**Task prompt:** With the records below as your source, retype each line exactly from the top down to the line that contains "Whether this model", and include that line.

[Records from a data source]
★ ★ ★

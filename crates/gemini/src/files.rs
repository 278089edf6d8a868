//! Wire types for the Generative Language `v1beta` REST API.

use serde::{Deserialize, Serialize};

// ---------------------------------------------------------------------------
// Remote files
// ---------------------------------------------------------------------------

/// Processing state of an uploaded file on the remote service.
#[derive(Debug, Clone, Copy, PartialEq, Eq, Serialize, Deserialize)]
#[serde(rename_all = "SCREAMING_SNAKE_CASE")]
pub enum FileState {
    Processing,
    Active,
    Failed,
    /// Forward compatibility with states this client does not act on.
    #[serde(other)]
    Unknown,
}

/// An uploaded file as reported by the remote service.
///
/// The `name` (e.g. `files/abc-123`) is the opaque handle used for
/// status polling, inference references, and deletion.
#[derive(Debug, Clone, Serialize, Deserialize)]
#[serde(rename_all = "camelCase")]
pub struct RemoteFile {
    pub name: String,
    /// Download/reference URI used in `generateContent` requests.
    #[serde(default)]
    pub uri: String,
    #[serde(default)]
    pub mime_type: String,
    pub state: FileState,
}

/// Envelope returned by the upload endpoint.
#[derive(Debug, Deserialize)]
pub struct UploadResponse {
    pub file: RemoteFile,
}

// ---------------------------------------------------------------------------
// Models
// ---------------------------------------------------------------------------

/// One model as reported by the model-listing endpoint.
#[derive(Debug, Clone, Serialize, Deserialize)]
#[serde(rename_all = "camelCase")]
pub struct ModelInfo {
    /// Fully qualified name, e.g. `models/gemini-1.5-flash`.
    pub name: String,
    #[serde(default)]
    pub display_name: String,
    #[serde(default)]
    pub supported_generation_methods: Vec<String>,
}

impl ModelInfo {
    /// Whether this model can serve `generateContent` requests.
    pub fn supports_generation(&self) -> bool {
        self.supported_generation_methods
            .iter()
            .any(|m| m == "generateContent")
    }

    /// Bare model identifier without the `models/` prefix.
    pub fn id(&self) -> &str {
        self.name.strip_prefix("models/").unwrap_or(&self.name)
    }
}

/// Envelope returned by the model-listing endpoint.
#[derive(Debug, Deserialize)]
pub struct ListModelsResponse {
    #[serde(default)]
    pub models: Vec<ModelInfo>,
}

// ---------------------------------------------------------------------------
// Generation
// ---------------------------------------------------------------------------

/// Response envelope of `generateContent`, reduced to what we read.
#[derive(Debug, Deserialize)]
pub struct GenerateContentResponse {
    #[serde(default)]
    pub candidates: Vec<Candidate>,
}

#[derive(Debug, Deserialize)]
pub struct Candidate {
    pub content: CandidateContent,
}

#[derive(Debug, Deserialize)]
pub struct CandidateContent {
    #[serde(default)]
    pub parts: Vec<CandidatePart>,
}

#[derive(Debug, Deserialize)]
pub struct CandidatePart {
    #[serde(default)]
    pub text: String,
}

impl GenerateContentResponse {
    /// Concatenate all candidate text parts into the raw response body.
    pub fn text(&self) -> String {
        self.candidates
            .iter()
            .flat_map(|c| c.content.parts.iter())
            .map(|p| p.text.as_str())
            .collect()
    }
}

★ ★ ★

**Exercise result:**
filename crates/gemini/src/files.rs
repository 278089edf6d8a868
//! Wire types for the Generative Language `v1beta` REST API.

use serde::{Deserialize, Serialize};

// ---------------------------------------------------------------------------
// Remote files
// ---------------------------------------------------------------------------

/// Processing state of an uploaded file on the remote service.
#[derive(Debug, Clone, Copy, PartialEq, Eq, Serialize, Deserialize)]
#[serde(rename_all = "SCREAMING_SNAKE_CASE")]
pub enum FileState {
    Processing,
    Active,
    Failed,
    /// Forward compatibility with states this client does not act on.
    #[serde(other)]
    Unknown,
}

/// An uploaded file as reported by the remote service.
///
/// The `name` (e.g. `files/abc-123`) is the opaque handle used for
/// status polling, inference references, and deletion.
#[derive(Debug, Clone, Serialize, Deserialize)]
#[serde(rename_all = "camelCase")]
pub struct RemoteFile {
    pub name: String,
    /// Download/reference URI used in `generateContent` requests.
    #[serde(default)]
    pub uri: String,
    #[serde(default)]
    pub mime_type: String,
    pub state: FileState,
}

/// Envelope returned by the upload endpoint.
#[derive(Debug, Deserialize)]
pub struct UploadResponse {
    pub file: RemoteFile,
}

// ---------------------------------------------------------------------------
// Models
// ---------------------------------------------------------------------------

/// One model as reported by the model-listing endpoint.
#[derive(Debug, Clone, Serialize, Deserialize)]
#[serde(rename_all = "camelCase")]
pub struct ModelInfo {
    /// Fully qualified name, e.g. `models/gemini-1.5-flash`.
    pub name: String,
    #[serde(default)]
    pub display_name: String,
    #[serde(default)]
    pub supported_generation_methods: Vec<String>,
}

impl ModelInfo {
    /// Whether this model can serve `generateContent` requests.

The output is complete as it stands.